So this gets more sensitive to share this type of location data. So we need to carefully keep in our metadata what are the usage constraints of this data set. And this is also another thing. These machine learning models, they eat data.
We literally feed it thousands of data sets, coming from Google Earth Engine or various sources, Copernicus. And the model decides which one is relevant to make the best prediction. And then, so then of those thousand, hundreds stay in the model.
So we need to have good metadata on those thousand data sets to understand later the traceability of these predictions. So that's why metadata is especially important for us. So let me now come to the kind of idea here, is that we use metadata as a recipe to guide the data life cycle.
Unfortunately, my colleagues, researchers, don't put a lot of metadata, like many of us. At most, they put a readme.txt in the file folder. And the goal of my efforts is to lure them to generate more metadata
while they process all these data sets downloaded from Google Earth Engine. And so this will, yeah, prevent the duplicate effort.
And I try to show them the benefits of putting that metadata. With the goal to finally use this metadata as kind of a recipe, how this data, of the life cycle of that data, when is it created, when is it reviewed, when is it published, and when will it be archived.
And for that, we need DevOps principles, because those principles are really fit for this purpose. When and how is software deployed, and when is it archived, and when is it good to go? When can it be released? So our approach starts with a Git repository.
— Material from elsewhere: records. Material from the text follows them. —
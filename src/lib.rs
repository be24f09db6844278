pub mod app;
pub mod errors;
pub mod handlers;
pub mod models;
pub mod stats;
pub mod storage;
pub mod store;
pub mod ui;
pub mod state;

pub use app::router;
pub use state::AppState;
pub use storage::{load_data, resolve_data_path};
use crate::models::{
    DailyStats, DayMark, Habit, HabitCard, HabitFilter, ProgressEntry, RollupPoint, SortBy,
    StatsRange, StatsResponse, TodayBreakdown, WeekdayPoint, WeeklyOverview,
};
use chrono::{Datelike, Duration, Local, NaiveDate};
use std::collections::HashMap;
use uuid::Uuid;

/// Upper bound on how far back a streak is walked.
pub const MAX_STREAK_DAYS: u32 = 365;

const RECENT_DAYS: i64 = 7;

/// Lookup of progress entries by `(habit_id, date)`.
///
/// Built once per computation so that per-day scans stay O(1) per habit.
/// Duplicate keys resolve to the first entry, matching `is_completed`.
pub struct ProgressIndex<'a> {
    entries: HashMap<(Uuid, NaiveDate), &'a ProgressEntry>,
}

impl<'a> ProgressIndex<'a> {
    pub fn new(progress: &'a [ProgressEntry]) -> Self {
        let mut entries = HashMap::with_capacity(progress.len());
        for entry in progress {
            entries.entry((entry.habit_id, entry.date)).or_insert(entry);
        }
        Self { entries }
    }

    pub fn get(&self, habit_id: Uuid, date: NaiveDate) -> Option<&'a ProgressEntry> {
        self.entries.get(&(habit_id, date)).copied()
    }

    pub fn count(&self, habit_id: Uuid, date: NaiveDate) -> u32 {
        self.get(habit_id, date)
            .map(|entry| entry.completed_count)
            .unwrap_or(0)
    }

    pub fn is_completed(&self, habit: &Habit, date: NaiveDate) -> bool {
        self.get(habit.id, date)
            .is_some_and(|entry| entry.completed_count >= habit.target_count)
    }

    fn completed_on(&self, habits: &[Habit], date: NaiveDate) -> usize {
        habits
            .iter()
            .filter(|habit| self.is_completed(habit, date))
            .count()
    }
}

pub fn is_completed(habit: &Habit, progress: &[ProgressEntry], date: NaiveDate) -> bool {
    progress
        .iter()
        .find(|entry| entry.habit_id == habit.id && entry.date == date)
        .is_some_and(|entry| entry.completed_count >= habit.target_count)
}

pub fn daily_stats(habits: &[Habit], progress: &[ProgressEntry], date: NaiveDate) -> DailyStats {
    let index = ProgressIndex::new(progress);
    habits.iter().fold(DailyStats::default(), |mut stats, habit| {
        stats.total += 1;
        match index.get(habit.id, date) {
            Some(entry) if entry.completed_count >= habit.target_count => stats.completed += 1,
            Some(entry) if entry.completed_count > 0 => stats.in_progress += 1,
            _ => {}
        }
        stats
    })
}

pub fn completion_rate(stats: &DailyStats) -> u32 {
    percentage(stats.completed, stats.total)
}

/// Per-day completion for the `window_days` days ending at `date`, oldest first.
pub fn windowed_rollup(
    habits: &[Habit],
    progress: &[ProgressEntry],
    date: NaiveDate,
    window_days: u32,
) -> Vec<RollupPoint> {
    let index = ProgressIndex::new(progress);
    let label_format = if window_days <= 7 { "%a" } else { "%b %-d" };
    let total = habits.len();

    (0..i64::from(window_days))
        .rev()
        .map(|offset| {
            let day = date - Duration::days(offset);
            let completed = index.completed_on(habits, day);
            RollupPoint {
                date: day,
                label: day.format(label_format).to_string(),
                completed,
                total,
                percentage: percentage(completed, total),
            }
        })
        .collect()
}

/// Consecutive days ending at `date` on which every habit was completed.
pub fn current_streak(habits: &[Habit], progress: &[ProgressEntry], date: NaiveDate) -> u32 {
    if habits.is_empty() {
        return 0;
    }

    let index = ProgressIndex::new(progress);
    let mut streak = 0;
    let mut day = date;
    while streak < MAX_STREAK_DAYS {
        if !habits.iter().all(|habit| index.is_completed(habit, day)) {
            break;
        }
        streak += 1;
        match day.pred_opt() {
            Some(previous) => day = previous,
            None => break,
        }
    }
    streak
}

/// All-time count of completed entries whose habit still exists.
pub fn total_completions(habits: &[Habit], progress: &[ProgressEntry]) -> usize {
    let targets: HashMap<Uuid, u32> = habits
        .iter()
        .map(|habit| (habit.id, habit.target_count))
        .collect();

    progress
        .iter()
        .filter(|entry| {
            targets
                .get(&entry.habit_id)
                .is_some_and(|target| entry.completed_count >= *target)
        })
        .count()
}

/// Filters by name and completion on `date`, then stable-sorts by `sort_by`.
pub fn filter_and_sort<'a>(
    habits: &'a [Habit],
    progress: &[ProgressEntry],
    filter: HabitFilter,
    sort_by: SortBy,
    date: NaiveDate,
    search: &str,
) -> Vec<&'a Habit> {
    let index = ProgressIndex::new(progress);
    let needle = search.to_lowercase();

    let mut selected: Vec<&Habit> = habits
        .iter()
        .filter(|habit| habit.name.to_lowercase().contains(&needle))
        .filter(|habit| match filter {
            HabitFilter::All => true,
            HabitFilter::Completed => index.is_completed(habit, date),
            HabitFilter::Pending => !index.is_completed(habit, date),
        })
        .collect();

    match sort_by {
        SortBy::Name => selected.sort_by_cached_key(|habit| habit.name.to_lowercase()),
        SortBy::Date => selected.sort_by(|a, b| b.created_at.cmp(&a.created_at)),
        SortBy::Progress => selected.sort_by(|a, b| {
            let a_pct = completion_percentage(a, index.count(a.id, date));
            let b_pct = completion_percentage(b, index.count(b.id, date));
            b_pct.total_cmp(&a_pct)
        }),
    }

    selected
}

/// Share of the daily target reached, not capped at 100.
pub fn completion_percentage(habit: &Habit, count: u32) -> f64 {
    if habit.target_count == 0 {
        return 0.0;
    }
    f64::from(count) / f64::from(habit.target_count) * 100.0
}

pub fn today_breakdown(
    habits: &[Habit],
    progress: &[ProgressEntry],
    date: NaiveDate,
) -> TodayBreakdown {
    let completed = ProgressIndex::new(progress).completed_on(habits, date);
    TodayBreakdown {
        completed,
        pending: habits.len() - completed,
    }
}

/// The Sunday-based calendar week containing `date`.
pub fn weekly_overview(
    habits: &[Habit],
    progress: &[ProgressEntry],
    date: NaiveDate,
) -> WeeklyOverview {
    let index = ProgressIndex::new(progress);
    let start = week_start(date);
    let total = habits.len();

    let days: Vec<WeekdayPoint> = (0..7)
        .map(|offset| {
            let day = start + Duration::days(offset);
            WeekdayPoint {
                day: day.format("%A").to_string(),
                date: day,
                completed: index.completed_on(habits, day),
                total,
                is_today: day == date,
            }
        })
        .collect();

    let completed: usize = days.iter().map(|day| day.completed).sum();
    let possible = days.len() * total;

    WeeklyOverview {
        start_date: start,
        end_date: start + Duration::days(6),
        days,
        completed,
        possible,
        percentage: percentage(completed, possible),
    }
}

pub fn habit_card(habit: &Habit, progress: &[ProgressEntry], date: NaiveDate) -> HabitCard {
    let index = ProgressIndex::new(progress);
    habit_card_indexed(habit, &index, date)
}

fn habit_card_indexed(habit: &Habit, index: &ProgressIndex<'_>, date: NaiveDate) -> HabitCard {
    let today_count = index.count(habit.id, date);
    let recent = (0..RECENT_DAYS)
        .rev()
        .map(|offset| {
            let day = date - Duration::days(offset);
            DayMark {
                date: day,
                completed: index.is_completed(habit, day),
                is_today: offset == 0,
            }
        })
        .collect();

    HabitCard {
        habit: habit.clone(),
        today_count,
        progress_percentage: completion_percentage(habit, today_count).min(100.0),
        completed: today_count >= habit.target_count,
        recent,
    }
}

pub fn habit_cards(
    habits: &[&Habit],
    progress: &[ProgressEntry],
    date: NaiveDate,
) -> Vec<HabitCard> {
    let index = ProgressIndex::new(progress);
    habits
        .iter()
        .map(|habit| habit_card_indexed(habit, &index, date))
        .collect()
}

pub fn build_stats(habits: &[Habit], progress: &[ProgressEntry], range: StatsRange) -> StatsResponse {
    build_stats_at(today(), habits, progress, range)
}

pub fn build_stats_at(
    date: NaiveDate,
    habits: &[Habit],
    progress: &[ProgressEntry],
    range: StatsRange,
) -> StatsResponse {
    let today = daily_stats(habits, progress, date);

    StatsResponse {
        date,
        completion_rate: completion_rate(&today),
        today,
        current_streak: current_streak(habits, progress, date),
        total_completions: total_completions(habits, progress),
        rollup: windowed_rollup(habits, progress, date, range.days()),
        weekly_overview: weekly_overview(habits, progress, date),
        breakdown: today_breakdown(habits, progress, date),
    }
}

pub fn today() -> NaiveDate {
    Local::now().date_naive()
}

fn percentage(part: usize, whole: usize) -> u32 {
    if whole == 0 {
        return 0;
    }
    (part as f64 / whole as f64 * 100.0).round() as u32
}

fn week_start(date: NaiveDate) -> NaiveDate {
    date - Duration::days(i64::from(date.weekday().num_days_from_sunday()))
}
So we put those metadata files generated by the scientists on a Git repository, and then use CI-CD pipelines to process that. If we detect missing metadata of a data set, we try to generate that from the file, and we notify the scientists,
please, go back to that file and add your thoughts. And then we crawl the metadata from that project repository. We use the PyGeoMETA library, which is a library developed in the GeoPython community,
and it's a YAML-encoded metadata model, which makes it really easy to use, both by the machines as well as the users, and very optimal to Git. So we built this GeoData crawler, which is also an open source project. Very happy to find it on PIP. You can easily try it.
It's typically crawling a file repository for metadata files, and then gathers it into any standard that you need, and we can then load that content into a searchable catalog.
And here we've selected PyCSW, but GeoOrchestrata, like just shown, is also a very good option. PyCSW is a Python library which is very aware of the OGC standards, so it supports a lot of the OGC standards, which is very important for us,
considering our diverse user community. But it's, for example, also used as a module in Geonode and Seacon, Seacon Spatial. With the upcoming PyCSW 3.0, we will have OGC standards, OGC API records support,
which also gives us an HTML interface, which makes PyCSW also able to run standalone. And that HTML is quite easy to fit with our needs of the organization using Jinja HTML templates.
So some screenshots. This one is from one of our catalogs, and the interesting aspect here, what has been added is the added me on Git button here. Because this metadata is stored on Git, we can easily invite people to go to the Git repository
and look at that MCF file, which is the YAML convention from that PyGeoMETA standard approach. And people can create a pull request or create an issue about this metadata record. Hey, that address of that organization is wrong. Or even suggesting the proper value.
For those that don't like the YAML and the Git, we have this metadata editor, which, if you click the save button, will generate this YAML file. So for those that feel uncomfortable. And then we run CI-CD pipelines.
So when the change of the metadata is detected, the metadata is published to the catalog. And then that's a nice thing of pipelines. This is GitLab. So you have these failed pipelines, so some bad metadata or something went wrong, and at some point you're happy as a DevOps because it's a past,
so we can continue our daily activities. From that we also publish map services. So we use the metadata, the title, the abstract, to create map services in map server. The caller tool generates these map files
which are used to set up these services and also puts back a link in the metadata which points to those map services. An SLD can be provided to style the layer. So if you put on your file repository also an SLD file,
then it will use that style to draw the layer and the metadata is updated, like I said. SLD you can typically, in QGIS, export your style as SLD.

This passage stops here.